• _WHAT IS EXPECTED_
Quote exactly the lines spanning from the top of the data below to the line that contains "let elapsed = start.elapsed().as_micros()", including both.

Stored records:
[Start of section]
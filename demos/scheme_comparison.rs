use consistent_geohash::*;
use rand::rngs::StdRng;
use rand::SeedableRng;
use std::time::Instant;

fn main() -> Result<()> {
    println!("=== Grid vs face hashing: buckets visited per query ===\n");
    println!("{:>4} {:>14} {:>12} {:>14} {:>12}", "d", "grid buckets", "grid μs", "face buckets", "face μs");

    let mut rng = StdRng::seed_from_u64(17);
    for dimension in [1, 2, 4, 6, 8] {
        let mut row = Vec::new();
        for choice in [HashingSchemeChoice::Grid, HashingSchemeChoice::Face] {
            let scheme = make_hashing_scheme(choice, dimension, 10.0, DEFAULT_SCALE, &mut rng)?;
            let centers: Vec<IntPoint> = (0..100)
                .map(|_| IntPoint::random(dimension, 100_000, &mut rng))
                .collect();

            let start = Instant::now();
            let visited: usize = centers
                .iter()
                .map(|c| scheme.buckets_in_ball(c, scheme.max_radius()).len())
                .sum();
            let elapsed = start.elapsed().as_micros() as f64 / centers.len() as f64;
            row.push((visited as f64 / centers.len() as f64, elapsed));
        }
        println!(
            "{:>4} {:>14.2} {:>12.1} {:>14.2} {:>12.1}",
            dimension, row[0].0, row[0].1, row[1].0, row[1].1
        );
    }

    Ok(())
}
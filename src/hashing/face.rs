//! Face-peeling partition.
//!
//! Space is tiled by hypercubes of side `hypercube_side`. Around their
//! boundaries we peel progressively thinner neighborhoods: a point whose `k`
//! nearest faces are all within `k·ε` is snapped onto the face of co-dimension
//! `k` they span, so buckets are the regions near corners, edges, faces, ...
//! and finally the cell interiors. Any ball of radius ≤ r intersects at most
//! d + 1 buckets, which lets `eval_ball` construct them directly instead of
//! searching.
//!
//! ## Parameters
//! - ε = 2r (coordinate units)
//! - side = 2r · Γ(d) / √d with Γ(d) = 3·d·√d, i.e. side = 3·d·ε
//!
//! Thresholds use strict inequalities throughout; a coordinate exactly `k·ε`
//! from a face is not within `k·ε` of it.

use super::{
    draw_hash_poly, extent_to_u64, normalize_coord, poly_hash, scaled_radius, BucketId,
    HashingScheme, DEFAULT_HASH_POLY, HASH_MOD,
};
use crate::error::{HashingError, Result};
use crate::metric::{IntPoint, Point};
use rand::Rng;

/// Multiplier in Γ(d) = GAMMA_MUL · d · √d. Must be at least 3 for the
/// sandwich bound to hold.
pub const GAMMA_MUL: f64 = 3.0;

#[derive(Clone, Debug, PartialEq)]
pub struct FaceHashing {
    dimension: usize,
    hypercube_side: u64,
    epsilon: u64,
    hash_poly: u64,
    max_radius: f64,
}

/// Opposite face neighborhoods (up to d·ε deep) must not overlap.
fn check_extents(dimension: usize, hypercube_side: u64, epsilon: u64) -> Result<()> {
    let min_side = (2 * dimension as u128) * epsilon as u128;
    if (hypercube_side as u128) <= min_side {
        return Err(HashingError::invalid_argument(format!(
            "hypercube side {hypercube_side} must exceed {min_side}"
        )));
    }
    Ok(())
}

struct AxisOffset {
    axis: usize,
    offset: u64,
    face_distance: u64,
}

impl FaceHashing {
    pub fn new<R: Rng + ?Sized>(
        dimension: usize,
        radius: f64,
        scale: f64,
        rng: &mut R,
    ) -> Result<Self> {
        let max_radius = scaled_radius(dimension, radius, scale)?;
        // 2r·Γ(d)/√d, with the √d cancelled to keep the product exact
        let hypercube_side = extent_to_u64(
            2.0 * max_radius * GAMMA_MUL * dimension as f64,
            "hypercube side",
        )?;
        let epsilon = extent_to_u64(2.0 * max_radius, "face epsilon")?;
        if epsilon == 0 {
            return Err(HashingError::invalid_argument(format!(
                "radius {radius} at scale {scale} yields an empty face neighborhood"
            )));
        }
        check_extents(dimension, hypercube_side, epsilon)?;
        let hash_poly = draw_hash_poly(rng);

        tracing::debug!(
            dimension,
            hypercube_side,
            epsilon,
            max_radius,
            "constructed face hashing"
        );

        Ok(Self {
            dimension,
            hypercube_side,
            epsilon,
            hash_poly,
            max_radius,
        })
    }

    /// Deterministic construction with explicit side and ε. The side must
    /// exceed 2·d·ε so that opposite face neighborhoods never overlap.
    pub fn manual(dimension: usize, hypercube_side: u64, epsilon: u64) -> Result<Self> {
        if dimension == 0 {
            return Err(HashingError::invalid_argument("dimension must be positive"));
        }
        if epsilon == 0 {
            return Err(HashingError::invalid_argument("epsilon must be positive"));
        }
        check_extents(dimension, hypercube_side, epsilon)?;

        Ok(Self {
            dimension,
            hypercube_side,
            epsilon,
            hash_poly: DEFAULT_HASH_POLY,
            max_radius: epsilon as f64 / 2.0,
        })
    }

    pub fn with_hash_poly(mut self, hash_poly: u64) -> Self {
        self.hash_poly = hash_poly;
        self
    }

    pub fn gamma(dimension: usize) -> f64 {
        let d = dimension as f64;
        GAMMA_MUL * d * d.sqrt()
    }

    pub fn hypercube_side(&self) -> u64 {
        self.hypercube_side
    }

    pub fn epsilon(&self) -> u64 {
        self.epsilon
    }

    pub fn hash_poly(&self) -> u64 {
        self.hash_poly
    }

    pub fn hash_mod(&self) -> u64 {
        HASH_MOD
    }

    fn quantized_face_distance(&self, normalized: u64) -> usize {
        let offset = normalized % self.hypercube_side;
        let distance = offset.min(self.hypercube_side - offset);
        (distance / self.epsilon).min(self.dimension as u64) as usize
    }

    /// Co-dimension of the face region `point` falls in: the largest `k` such
    /// that at least `k` axes lie strictly within `k·ε` of a face. Zero means
    /// the cell interior.
    pub fn face_codimension<P: Point>(&self, point: &P) -> usize {
        let mut histogram = vec![0usize; self.dimension + 1];
        for &coord in point.coords().iter().take(self.dimension) {
            histogram[self.quantized_face_distance(normalize_coord(coord))] += 1;
        }

        let mut mul = 0;
        let mut within = 0;
        for threshold in 1..=self.dimension {
            within += histogram[threshold - 1];
            if within >= threshold {
                mul = threshold;
            }
        }
        mul
    }

    fn sorted_axis_offsets(&self, coords: &[i64]) -> Vec<AxisOffset> {
        let mut axes: Vec<AxisOffset> = coords
            .iter()
            .enumerate()
            .map(|(axis, &coord)| {
                let offset = normalize_coord(coord) % self.hypercube_side;
                AxisOffset {
                    axis,
                    offset,
                    face_distance: offset.min(self.hypercube_side - offset),
                }
            })
            .collect();
        axes.sort_by_key(|a| a.face_distance);
        axes
    }

    /// Representative of the bucket of co-dimension `D - face_dim` nearest to
    /// the center, given axes sorted by face distance.
    fn candidate(&self, center: &[i64], axes: &[AxisOffset], face_dim: usize) -> IntPoint {
        let side = self.hypercube_side as i128;
        let eps = self.epsilon as i128;
        let half = (self.hypercube_side / 2) as i128;
        let mul = self.dimension - face_dim;
        let mut closest = IntPoint::from(center);

        for (rank, a) in axes.iter().enumerate() {
            let offset = a.offset as i128;
            let distance = a.face_distance as i128;
            let shift = if rank < mul {
                // pull into the mul·ε neighborhood of the nearest face
                let reach = mul as i128 * eps;
                if distance < reach {
                    0
                } else if offset > half {
                    side - offset - reach + 1
                } else {
                    reach - offset - 1
                }
            } else {
                // push out of the (rank+1)·ε neighborhood
                let reach = (rank as i128 + 1) * eps;
                if distance >= reach {
                    0
                } else if offset > half {
                    side - offset - reach
                } else {
                    reach - offset
                }
            };
            closest[a.axis] = closest[a.axis].wrapping_add(shift as i64);
        }
        closest
    }
}

impl HashingScheme for FaceHashing {
    fn dimension(&self) -> usize {
        self.dimension
    }

    fn max_radius(&self) -> f64 {
        self.max_radius
    }

    fn gamma(&self) -> f64 {
        Self::gamma(self.dimension)
    }

    fn hash<P: Point>(&self, point: &P) -> BucketId {
        debug_assert_eq!(point.dimension(), self.dimension, "point dimension mismatch");
        let side = self.hypercube_side;
        let reach = (self.face_codimension(point) as u64).saturating_mul(self.epsilon);

        let half_cells = point.coords().iter().take(self.dimension).map(|&coord| {
            let normalized = normalize_coord(coord);
            let alpha = normalized % side;
            let snapped = if alpha < reach {
                normalized.wrapping_sub(alpha)
            } else if alpha > side - reach {
                normalized.wrapping_add(side - alpha)
            } else {
                normalized.wrapping_add((side + 1) / 2).wrapping_sub(alpha)
            };
            (2 * snapped as u128 / side as u128) as u64
        });
        poly_hash(half_cells, self.hash_poly)
    }

    /// Builds one candidate per face dimension 0..=d and visits the bucket of
    /// every candidate strictly closer than `radius`. O(d²). A zero radius
    /// visits no bucket, not even the center's.
    fn for_each_bucket_in_ball<P, F>(&self, center: &P, radius: f64, mut visit: F)
    where
        P: Point,
        F: FnMut(BucketId),
    {
        let coords = center.coords();
        let axes = self.sorted_axis_offsets(coords);
        let mut found: Vec<BucketId> = Vec::with_capacity(self.dimension + 1);

        for face_dim in 0..=self.dimension {
            let closest = self.candidate(coords, &axes, face_dim);
            if center.distance(&closest) < radius {
                let id = self.hash(&closest);
                if !found.contains(&id) {
                    found.push(id);
                    visit(id);
                }
            }
        }
    }
}

#[cfg(test)]
mod tests {
    use super::*;
    use crate::composable::Count;
    use rand::rngs::StdRng;
    use rand::SeedableRng;
    use std::collections::HashMap;

    // 2^63 ≡ 8 (mod 90): with side 90, x = -8 is a cell corner.
    const ORIGIN: i64 = -8;

    fn cube() -> FaceHashing {
        FaceHashing::manual(3, 90, 10).unwrap()
    }

    fn at(offsets: [i64; 3]) -> IntPoint {
        IntPoint::new(offsets.iter().map(|o| ORIGIN + o).collect())
    }

    #[test]
    fn test_interior_has_codimension_zero() {
        assert_eq!(cube().face_codimension(&at([45, 45, 45])), 0);
    }

    #[test]
    fn test_single_face() {
        assert_eq!(cube().face_codimension(&at([3, 45, 45])), 1);
    }

    #[test]
    fn test_two_close_faces_select_edge() {
        let face = cube();
        // both within one ε unit, on opposite sides of their cells
        assert_eq!(face.face_codimension(&at([3, 85, 45])), 2);
        // second axis only within 2ε: cumulative count 2 ≥ 2 still holds
        assert_eq!(face.face_codimension(&at([3, 15, 45])), 2);
    }

    #[test]
    fn test_corner() {
        assert_eq!(cube().face_codimension(&at([3, 4, 88])), 3);
    }

    #[test]
    fn test_threshold_is_strict() {
        let face = cube();
        // exactly ε from the face is not within ε
        assert_eq!(face.face_codimension(&at([9, 45, 45])), 1);
        assert_eq!(face.face_codimension(&at([10, 45, 45])), 0);
        // one axis within 2ε is not enough for co-dimension 2
        assert_eq!(face.face_codimension(&at([19, 45, 45])), 0);
    }

    #[test]
    fn test_points_snap_to_same_edge() {
        let face = cube();
        let a = at([3, 85, 45]);
        let b = at([0, 90, 45]);
        let c = at([9, 81, 40]);
        assert_eq!(face.hash(&a), face.hash(&b));
        assert_eq!(face.hash(&a), face.hash(&c));
    }

    #[test]
    fn test_interior_points_share_bucket() {
        let face = cube();
        assert_eq!(face.hash(&at([45, 45, 45])), face.hash(&at([30, 50, 60])));
        assert_ne!(face.hash(&at([45, 45, 45])), face.hash(&at([45, 45, 135])));
    }

    #[test]
    fn test_interior_ball_visits_only_its_cell() {
        let face = cube();
        let center = at([45, 45, 45]);
        assert_eq!(face.buckets_in_ball(&center, 5.0), vec![face.hash(&center)]);
    }

    #[test]
    fn test_ball_near_face_reaches_face_bucket() {
        let face = cube();
        // 12 from the face: the ε-neighborhood is 2 away
        let center = at([12, 45, 45]);
        let buckets = face.buckets_in_ball(&center, 5.0);
        assert_eq!(buckets.len(), 2, "got {buckets:?}");
        assert!(buckets.contains(&face.hash(&center)));
        assert!(buckets.contains(&face.hash(&at([9, 45, 45]))));
    }

    #[test]
    fn test_eval_ball_counts_buckets_once() {
        let face = cube();
        let center = at([12, 45, 45]);
        let values: HashMap<_, _> = face
            .buckets_in_ball(&center, 5.0)
            .into_iter()
            .map(|id| (id, 1u64))
            .collect();
        assert_eq!(face.eval_ball(&center, 5.0, &Count, &values), 2);
        assert_eq!(face.eval_ball(&center, 5.0, &Count, &HashMap::new()), 0);
    }

    #[test]
    fn test_random_construction() {
        let mut rng = StdRng::seed_from_u64(5);
        let face = FaceHashing::new(3, 5.0, 1.0, &mut rng).unwrap();
        assert_eq!(face.epsilon(), 10);
        assert_eq!(face.hypercube_side(), 90);
        assert!((face.gamma() - 9.0 * 3f64.sqrt()).abs() < 1e-12);
    }

    #[test]
    fn test_rejects_side_beyond_coordinate_range() {
        let mut rng = StdRng::seed_from_u64(5);
        let err = FaceHashing::new(10, 1e18, 1.0, &mut rng).unwrap_err();
        assert!(matches!(err, HashingError::InvalidArgument(_)), "got {err:?}");
    }

    #[test]
    fn test_largest_accepted_radius_hashes() {
        let mut rng = StdRng::seed_from_u64(5);
        let face = FaceHashing::new(10, 3e17, 1.0, &mut rng).unwrap();
        assert!(face.hypercube_side() > 20 * face.epsilon());
        let corner = IntPoint::new(vec![i64::MIN; 10]);
        assert!(face.hash(&corner) < HASH_MOD);
        assert!(face.hash(&IntPoint::new(vec![0; 10])) < HASH_MOD);
    }

    #[test]
    fn test_codimension_reads_only_scheme_axes() {
        let face = cube();
        let mut extended = at([45, 45, 45]).into_coords();
        extended.push(ORIGIN + 1);
        assert_eq!(face.face_codimension(&IntPoint::new(extended)), 0);
    }

    #[test]
    fn test_zero_radius_visits_nothing() {
        let face = cube();
        let center = at([45, 45, 45]);
        assert!(face.buckets_in_ball(&center, 0.0).is_empty());
        let values: HashMap<_, _> = [(face.hash(&center), 7u64)].into_iter().collect();
        assert_eq!(face.eval_ball(&center, 0.0, &Count, &values), 0);
    }

    #[test]
    fn test_rejects_bad_manual_parameters() {
        assert!(FaceHashing::manual(0, 90, 10).is_err());
        assert!(FaceHashing::manual(3, 90, 0).is_err());
        assert!(FaceHashing::manual(3, 60, 10).is_err());
    }
}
[End of section]
• _SOLVED PROBLEM_
filename demos/scheme_comparison.rs
use consistent_geohash::*;
use rand::rngs::StdRng;
use rand::SeedableRng;
use std::time::Instant;

fn main() -> Result<()> {
    println!("=== Grid vs face hashing: buckets visited per query ===\n");
    println!("{:>4} {:>14} {:>12} {:>14} {:>12}", "d", "grid buckets", "grid μs", "face buckets", "face μs");

    let mut rng = StdRng::seed_from_u64(17);
    for dimension in [1, 2, 4, 6, 8] {
        let mut row = Vec::new();
        for choice in [HashingSchemeChoice::Grid, HashingSchemeChoice::Face] {
            let scheme = make_hashing_scheme(choice, dimension, 10.0, DEFAULT_SCALE, &mut rng)?;
            let centers: Vec<IntPoint> = (0..100)
                .map(|_| IntPoint::random(dimension, 100_000, &mut rng))
                .collect();

            let start = Instant::now();
            let visited: usize = centers
                .iter()
                .map(|c| scheme.buckets_in_ball(c, scheme.max_radius()).len())
                .sum();
            let elapsed = start.elapsed().as_micros() as f64 / centers.len() as f64;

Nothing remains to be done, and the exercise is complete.